What is a Data Retention Policy?Published July 17, 2020 • 3 min read
A data retention policy, or records retention policy, is a company’s established protocol for keeping records for set periods of time to comply with business needs, industry guidelines, and legal requirements.
A comprehensive data retention policy details the reasons a company wants to retain specific data and what to do with that data when it wants to dispose of it. The data retention policy should also include information about who’s responsible for each type of data, and weather data that are no longer needed should be archived or deleted.
From an operational standpoint, an organization should implement a data retention policy to ensure proper data backup. Backup data help a company recover in case of data loss.
Why is data retention important?
A data retention policy is important to make certain a business has the right data and the right amount of data backed up. If an organization doesn’t back up enough data, the recovery won’t be as comprehensive, while backing up too much data may cause confusion during the recovery process.
A data retention policy is part of an enterprise’s overall data management strategy. A data retention policy is important because data can accumulate significantly and it’s critical for an organization to outline how long it needs to hold on to specific data. A company should only retain data for as long as it’s needed. A company archiving data longer than necessary will consume unnecessary storage space and increase costs.
A company must also establish efficient data management and records management to support its core business functions, to comply with legal, statutory, and regulatory obligations and ensure data privacy.
Over recent years, there has been a renewed focus on data privacy, which has resulted in more complex data privacy laws and regulations worldwide.
Although it’s common for a company to establish its own data retention requirements, it must adhere to certain data retention laws. For example, publicly-traded companies in the United States must establish a data retention policy to meet requirements from the Sarbanes-Oxley Act.
Healthcare organizations are subject to the data retention requirements of the Health Insurance Portability and Accountability Act (HIPAA), while companies that accept credit cards must adhere to the data retention and the data disposal requirements of the Payment Card Industry Data Security Standard (PCI DSS). Federal laws typically require companies in regulated industries to establish documented data retention policies.
In addition, certain companies must adhere to the data retention requirements of the General Data Protection Regulation (GDPR). The GDPR regulations apply to the personal data of citizens of the European Union (EU) as well as individuals and organizations whose data is stored within the European Union. However, it doesn’t matter if the company collecting the data is in the EU.
Consequently, it’s critical for organizations to craft data retention policies that explain what data is being collected, why it’s being collected, where it’s being held, and the data retention period, as it relates to the GDPR mandates. With such a far-reaching compliance regulation such as GDPR, it’s important that companies only keep personal data that’s necessary.
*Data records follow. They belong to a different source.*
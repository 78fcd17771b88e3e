//! Event bus abstraction for notification fan-out.
//!
//! The event service publishes [`NotificationMessage`]s after a state change
//! has been persisted; the notification service subscribes to every
//! [`Topic`] and turns messages into emails.
//!
//! ```text
//! ┌───────────────┐   publish    ┌───────────┐  subscribe  ┌──────────────────┐
//! │ Event service │ ───────────► │ Event bus │ ──────────► │ Notification svc │
//! └───────────────┘              └───────────┘             └──────────────────┘
//! ```
//!
//! Delivery is at-least-once. Consumers must tolerate duplicates and must not
//! assume ordering across topics.
//!
//! # Implementations
//!
//! - `InMemoryEventBus` (testing crate): records published messages, broadcasts to subscribers
//! - `RedpandaEventBus` (redpanda crate): Kafka-compatible production transport

use crate::notification::{NotificationMessage, Topic};
use futures::Stream;
use std::future::Future;
use std::pin::Pin;
use thiserror::Error;

/// Errors that can occur during event bus operations.
#[derive(Error, Debug, Clone)]
pub enum EventBusError {
    /// Failed to connect to the broker
    #[error("Connection failed: {0}")]
    ConnectionFailed(String),

    /// Failed to publish a message to a topic
    #[error("Publish failed for topic '{topic}': {reason}")]
    PublishFailed {
        /// The topic that failed
        topic: String,
        /// The reason for failure
        reason: String,
    },

    /// Failed to subscribe to topics
    #[error("Subscription failed for topics {topics:?}: {reason}")]
    SubscriptionFailed {
        /// The topics that failed to subscribe
        topics: Vec<String>,
        /// The reason for failure
        reason: String,
    },

    /// A received message could not be decoded
    #[error("Deserialization failed: {0}")]
    DeserializationFailed(String),

    /// Network or transport error
    #[error("Transport error: {0}")]
    TransportError(String),
}

/// Stream of messages from a subscription.
pub type MessageStream =
    Pin<Box<dyn Stream<Item = Result<NotificationMessage, EventBusError>> + Send>>;

/// Publish/subscribe transport for notification messages.
///
/// Methods return `Pin<Box<dyn Future>>` so the bus can be shared as
/// `Arc<dyn EventBus>` and captured by effects.
pub trait EventBus: Send + Sync {
    /// Publish a message on its topic.
    ///
    /// Resolves once the broker has acknowledged the message.
    ///
    /// # Errors
    ///
    /// Returns [`EventBusError::PublishFailed`] if the publish operation fails.
    fn publish(
        &self,
        message: &NotificationMessage,
    ) -> Pin<Box<dyn Future<Output = Result<(), EventBusError>> + Send + '_>>;

    /// Subscribe to one or more topics.
    ///
    /// # Errors
    ///
    /// Returns [`EventBusError::SubscriptionFailed`] if the subscription
    /// cannot be established.
    fn subscribe(
        &self,
        topics: &[Topic],
    ) -> Pin<Box<dyn Future<Output = Result<MessageStream, EventBusError>> + Send + '_>>;
}
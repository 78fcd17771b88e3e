//! Token verifier for tests.

use crate::error::AuthError;
use crate::{Identity, TokenFuture, TokenVerifier};
use std::collections::HashMap;

/// Maps fixed token strings to identities.
///
/// ```
/// use event_hub_auth::{Identity, TokenVerifier};
/// use event_hub_auth::mocks::StaticTokenVerifier;
///
/// # async fn example() {
/// let verifier = StaticTokenVerifier::new()
///     .with_token("admin-token", Identity::admin("admin@giu.edu"));
/// assert!(verifier.verify("admin-token").await.is_ok());
/// assert!(verifier.verify("other").await.is_err());
/// # }
/// ```
#[derive(Debug, Clone, Default)]
pub struct StaticTokenVerifier {
    tokens: HashMap<String, Identity>,
}

impl StaticTokenVerifier {
    /// Verifier that accepts nothing.
    #[must_use]
    pub fn new() -> Self {
        Self::default()
    }

    /// Accept `token` as `identity`.
    #[must_use]
    pub fn with_token(mut self, token: impl Into<String>, identity: Identity) -> Self {
        self.tokens.insert(token.into(), identity);
        self
    }
}

impl TokenVerifier for StaticTokenVerifier {
    fn verify<'a>(&'a self, token: &'a str) -> TokenFuture<'a> {
        let result = self
            .tokens
            .get(token)
            .cloned()
            .ok_or_else(|| AuthError::InvalidToken {
                reason: "unknown token".to_string(),
            });
        Box::pin(std::future::ready(result))
    }
}
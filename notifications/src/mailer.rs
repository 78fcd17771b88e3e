//! Mail transports.
//!
//! - [`SmtpMailer`]: lettre's async SMTP transport (MailHog in development,
//!   a relay with credentials in production)
//! - [`ConsoleMailer`]: logs mails instead of sending them
//! - [`MockMailer`]: records mails for tests

use async_trait::async_trait;
use lettre::message::{Mailbox, MultiPart};
use lettre::transport::smtp::authentication::Credentials;
use lettre::{AsyncSmtpTransport, AsyncTransport, Message, Tokio1Executor};
use std::sync::{Arc, Mutex};
use thiserror::Error;

/// One outgoing mail to one recipient.
#[derive(Debug, Clone, PartialEq, Eq)]
pub struct Mail {
    /// Recipient address
    pub to: String,
    /// Subject line
    pub subject: String,
    /// Plain-text body
    pub text: String,
    /// HTML body
    pub html: String,
}

/// Mail delivery failures.
#[derive(Debug, Error, Clone, PartialEq, Eq)]
pub enum MailError {
    /// An address could not be parsed.
    #[error("Invalid address {address}: {reason}")]
    InvalidAddress {
        /// The offending address
        address: String,
        /// Parser message
        reason: String,
    },

    /// The message could not be assembled.
    #[error("Failed to build message: {0}")]
    Build(String),

    /// The SMTP exchange failed.
    #[error("SMTP error: {0}")]
    Transport(String),
}

/// Sends mail.
#[async_trait]
pub trait Mailer: Send + Sync {
    /// Deliver `mail`.
    ///
    /// # Errors
    ///
    /// Returns [`MailError`] if the mail could not be handed to the transport.
    async fn send(&self, mail: &Mail) -> Result<(), MailError>;
}

/// SMTP settings.
#[derive(Clone)]
pub struct SmtpConfig {
    /// Server host
    pub host: String,
    /// Server port
    pub port: u16,
    /// Username; empty for unauthenticated servers such as MailHog
    pub username: String,
    /// Password
    pub password: String,
    /// `From` address
    pub sender: String,
}

impl std::fmt::Debug for SmtpConfig {
    fn fmt(&self, f: &mut std::fmt::Formatter<'_>) -> std::fmt::Result {
        f.debug_struct("SmtpConfig")
            .field("host", &self.host)
            .field("port", &self.port)
            .field("username", &self.username)
            .field("password", &"<redacted>")
            .field("sender", &self.sender)
            .finish()
    }
}

/// SMTP mailer using lettre's tokio transport.
///
/// ```ignore
/// let mailer = SmtpMailer::new(&SmtpConfig {
///     host: "localhost".to_string(),
///     port: 1025,
///     username: String::new(),
///     password: String::new(),
///     sender: "giu-event-hub@giu-uni.de".to_string(),
/// })?;
/// ```
pub struct SmtpMailer {
    transport: AsyncSmtpTransport<Tokio1Executor>,
    sender: Mailbox,
}

impl SmtpMailer {
    /// Build the transport.
    ///
    /// Without a username the connection is plain SMTP on `port`; with one it
    /// is a TLS relay using the credentials.
    ///
    /// # Errors
    ///
    /// Returns [`MailError`] if the sender address or relay host is invalid.
    pub fn new(config: &SmtpConfig) -> Result<Self, MailError> {
        let sender = parse_mailbox(&config.sender)?;

        let transport = if config.username.is_empty() {
            AsyncSmtpTransport::<Tokio1Executor>::builder_dangerous(&config.host)
                .port(config.port)
                .build()
        } else {
            AsyncSmtpTransport::<Tokio1Executor>::relay(&config.host)
                .map_err(|e| MailError::Transport(format!("SMTP relay error: {e}")))?
                .port(config.port)
                .credentials(Credentials::new(
                    config.username.clone(),
                    config.password.clone(),
                ))
                .build()
        };

        tracing::info!(host = %config.host, port = config.port, "SMTP mailer configured");
        Ok(Self { transport, sender })
    }

    fn build_message(&self, mail: &Mail) -> Result<Message, MailError> {
        Message::builder()
            .from(self.sender.clone())
            .to(parse_mailbox(&mail.to)?)
            .subject(mail.subject.clone())
            .multipart(MultiPart::alternative_plain_html(
                mail.text.clone(),
                mail.html.clone(),
            ))
            .map_err(|e| MailError::Build(e.to_string()))
    }
}

fn parse_mailbox(address: &str) -> Result<Mailbox, MailError> {
    address.parse().map_err(|e: lettre::address::AddressError| MailError::InvalidAddress {
        address: address.to_string(),
        reason: e.to_string(),
    })
}

#[async_trait]
impl Mailer for SmtpMailer {
    async fn send(&self, mail: &Mail) -> Result<(), MailError> {
        let message = self.build_message(mail)?;
        self.transport
            .send(message)
            .await
            .map(|_| ())
            .map_err(|e| MailError::Transport(e.to_string()))
    }
}

/// Logs mails instead of sending them.
#[derive(Clone, Debug, Default)]
pub struct ConsoleMailer;

impl ConsoleMailer {
    /// Create a console mailer.
    #[must_use]
    pub const fn new() -> Self {
        Self
    }
}

#[async_trait]
impl Mailer for ConsoleMailer {
    async fn send(&self, mail: &Mail) -> Result<(), MailError> {
        tracing::info!(
            to = %mail.to,
            subject = %mail.subject,
            body = %mail.text,
            "Mail (console mode, not sent)"
        );
        Ok(())
    }
}

/// Records mails for assertions.
#[derive(Clone, Debug, Default)]
pub struct MockMailer {
    sent: Arc<Mutex<Vec<Mail>>>,
    failing: Arc<Mutex<Vec<String>>>,
}

impl MockMailer {
    /// Mailer that accepts everything.
    #[must_use]
    pub fn new() -> Self {
        Self::default()
    }

    /// Mails accepted so far, in send order.
    #[must_use]
    pub fn sent(&self) -> Vec<Mail> {
        self.sent.lock().map(|sent| sent.clone()).unwrap_or_default()
    }

    /// Recipients of the accepted mails, sorted.
    #[must_use]
    pub fn recipients(&self) -> Vec<String> {
        let mut to: Vec<String> = self.sent().into_iter().map(|m| m.to).collect();
        to.sort();
        to
    }

    /// Reject every mail addressed to `address`.
    pub fn fail_for(&self, address: impl Into<String>) {
        if let Ok(mut failing) = self.failing.lock() {
            failing.push(address.into());
        }
    }
}

#[async_trait]
impl Mailer for MockMailer {
    async fn send(&self, mail: &Mail) -> Result<(), MailError> {
        let rejected = self
            .failing
            .lock()
            .map(|failing| failing.contains(&mail.to))
            .unwrap_or(false);
        if rejected {
            return Err(MailError::Transport(format!("mock rejects {}", mail.to)));
        }

        if let Ok(mut sent) = self.sent.lock() {
            sent.push(mail.clone());
        }
        Ok(())
    }
}
//! Mailing-list subscriptions backed by the `mailing_list` table.

use crate::db_error;
use event_hub_core::event_store::{StoreFuture, SubscriptionStore};
use sqlx::PgPool;

/// One row per `(category, email)` pair.
#[derive(Clone, Debug)]
pub struct PostgresSubscriptionStore {
    pool: PgPool,
}

impl PostgresSubscriptionStore {
    /// Share a pool with the event store.
    #[must_use]
    pub const fn from_pool(pool: PgPool) -> Self {
        Self { pool }
    }
}

impl SubscriptionStore for PostgresSubscriptionStore {
    fn subscribe<'a>(&'a self, category: &'a str, email: &'a str) -> StoreFuture<'a, bool> {
        Box::pin(async move {
            let result = sqlx::query(
                "INSERT INTO mailing_list (category, email) VALUES ($1, $2)
                 ON CONFLICT (category, email) DO NOTHING",
            )
            .bind(category)
            .bind(email)
            .execute(&self.pool)
            .await
            .map_err(db_error("subscribe"))?;

            Ok(result.rows_affected() > 0)
        })
    }

    fn unsubscribe<'a>(&'a self, category: &'a str, email: &'a str) -> StoreFuture<'a, bool> {
        Box::pin(async move {
            let result = sqlx::query("DELETE FROM mailing_list WHERE category = $1 AND email = $2")
                .bind(category)
                .bind(email)
                .execute(&self.pool)
                .await
                .map_err(db_error("unsubscribe"))?;

            Ok(result.rows_affected() > 0)
        })
    }

    fn subscribers<'a>(&'a self, category: &'a str) -> StoreFuture<'a, Vec<String>> {
        Box::pin(async move {
            let rows: Vec<(String,)> = sqlx::query_as(
                "SELECT email FROM mailing_list WHERE category = $1 ORDER BY email",
            )
            .bind(category)
            .fetch_all(&self.pool)
            .await
            .map_err(db_error("subscribers"))?;

            Ok(rows.into_iter().map(|(email,)| email).collect())
        })
    }
}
In addition to the regulatory frameworks that companies already have to comply with, organizations may also have contractual and business needs that require them to establish data retention schedules.
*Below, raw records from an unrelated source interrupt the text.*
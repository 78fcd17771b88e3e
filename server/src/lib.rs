//! Event Hub services: event planning with RSVP and mail notifications.
//!
//! Two binaries share this crate:
//!
//! - **event-service**: event lifecycle, apply/unapply and roster records.
//!   Every mutation publishes a notification on the bus.
//! - **notification-service**: consumes the bus, resolves recipients and
//!   sends mail. Also owns the mailing-list subscriptions.
//!
//! # Architecture
//!
//! ```text
//!  HTTP ──▶ api ──▶ app services ──▶ EventStore (PostgreSQL)
//!                        │
//!                        ├─ RsvpReducer (apply / unapply)
//!                        │
//!                        └─ Emitter ──▶ EventBus (Redpanda)
//!                                            │
//!                                            ▼
//!                               EventConsumer ──▶ NotificationDispatcher ──▶ Mailer
//! ```
//!
//! Roster writes are conditional at the store, so a duplicate apply is
//! reported instead of stored twice. Publishing happens after the write;
//! a publish failure is reported as a 500 and logged as a partial failure.

#![forbid(unsafe_code)]
#![warn(missing_docs, clippy::pedantic)]
#![allow(clippy::module_name_repetitions)]

pub mod aggregates;
pub mod api;
pub mod app;
pub mod auth;
pub mod bootstrap;
pub mod config;
pub mod server;

pub use config::Config;
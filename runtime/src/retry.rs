//! Retry policy with quadratic backoff.
//!
//! Used while the services wait for the database and broker at startup:
//! the delay before retry `n` (zero-based) is `initial_delay * (n + 1)^2`,
//! capped at `max_delay`, which gives 1s, 4s, 9s, 16s for five attempts.
//!
//! # Example
//!
//! ```ignore
//! let pool = retry_with_backoff(RetryPolicy::startup(5), || {
//!     PgPoolOptions::new().connect(&url)
//! })
//! .await?;
//! ```

use std::time::Duration;
use tokio::time::sleep;

/// Retry policy configuration.
#[derive(Debug, Clone)]
pub struct RetryPolicy {
    /// Maximum number of retries after the first attempt
    pub max_retries: usize,
    /// Delay before the first retry
    pub initial_delay: Duration,
    /// Upper bound for any single delay
    pub max_delay: Duration,
}

impl RetryPolicy {
    /// Startup dependency policy: `attempts` tries in total, one second
    /// scaled quadratically between them.
    #[must_use]
    pub const fn startup(attempts: usize) -> Self {
        Self {
            max_retries: attempts.saturating_sub(1),
            initial_delay: Duration::from_secs(1),
            max_delay: Duration::from_secs(60),
        }
    }

    /// Calculate delay for a given (zero-based) retry attempt.
    #[must_use]
    pub fn delay_for_attempt(&self, attempt: usize) -> Duration {
        let step = u32::try_from(attempt + 1).unwrap_or(u32::MAX);
        self.initial_delay
            .checked_mul(step.saturating_mul(step))
            .map_or(self.max_delay, |delay| delay.min(self.max_delay))
    }
}

/// Retry an async operation according to `policy`.
///
/// Every failure is logged at `warn` with the upcoming delay; the final
/// failure is logged at `error` and returned.
///
/// # Errors
///
/// Returns the last error once all retries are exhausted.
pub async fn retry_with_backoff<F, Fut, T, E>(policy: RetryPolicy, mut operation: F) -> Result<T, E>
where
    F: FnMut() -> Fut,
    Fut: std::future::Future<Output = Result<T, E>>,
    E: std::fmt::Display,
{
    let mut attempt = 0;

    loop {
        match operation().await {
            Ok(result) => {
                if attempt > 0 {
                    tracing::info!(attempt, "Operation succeeded after retry");
                }
                return Ok(result);
            },
            Err(err) => {
                if attempt >= policy.max_retries {
                    tracing::error!(attempt, error = %err, "Operation failed after max retries");
                    return Err(err);
                }

                let delay = policy.delay_for_attempt(attempt);
                tracing::warn!(
                    attempt,
                    delay_ms = delay.as_millis(),
                    error = %err,
                    "Operation failed, retrying..."
                );

                sleep(delay).await;
                attempt += 1;
            },
        }
    }
}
As such, a robust data retention policy should specify how long an organization keeps its data and its records and how it plans to make exceptions to the schedule in the event of lawsuits or other disruptions.
How do you determine appropriate data retention?
To implement an effective data retention policy, a company first has to identify the types of data it stores. Then, it has to classify that data.
For example, healthcare organizations store people’s personal information, such as patient names, dates of birth, Social Security numbers, medical data and histories, and/or prescription information. Financial services companies store customers’ PINs, credit scores, payment history, and/or loan information.
Classifying data is a best practice for data retention because not all data requires the same retention period. In most cases, business functions work with legal and IT departments to establish the data retention policy.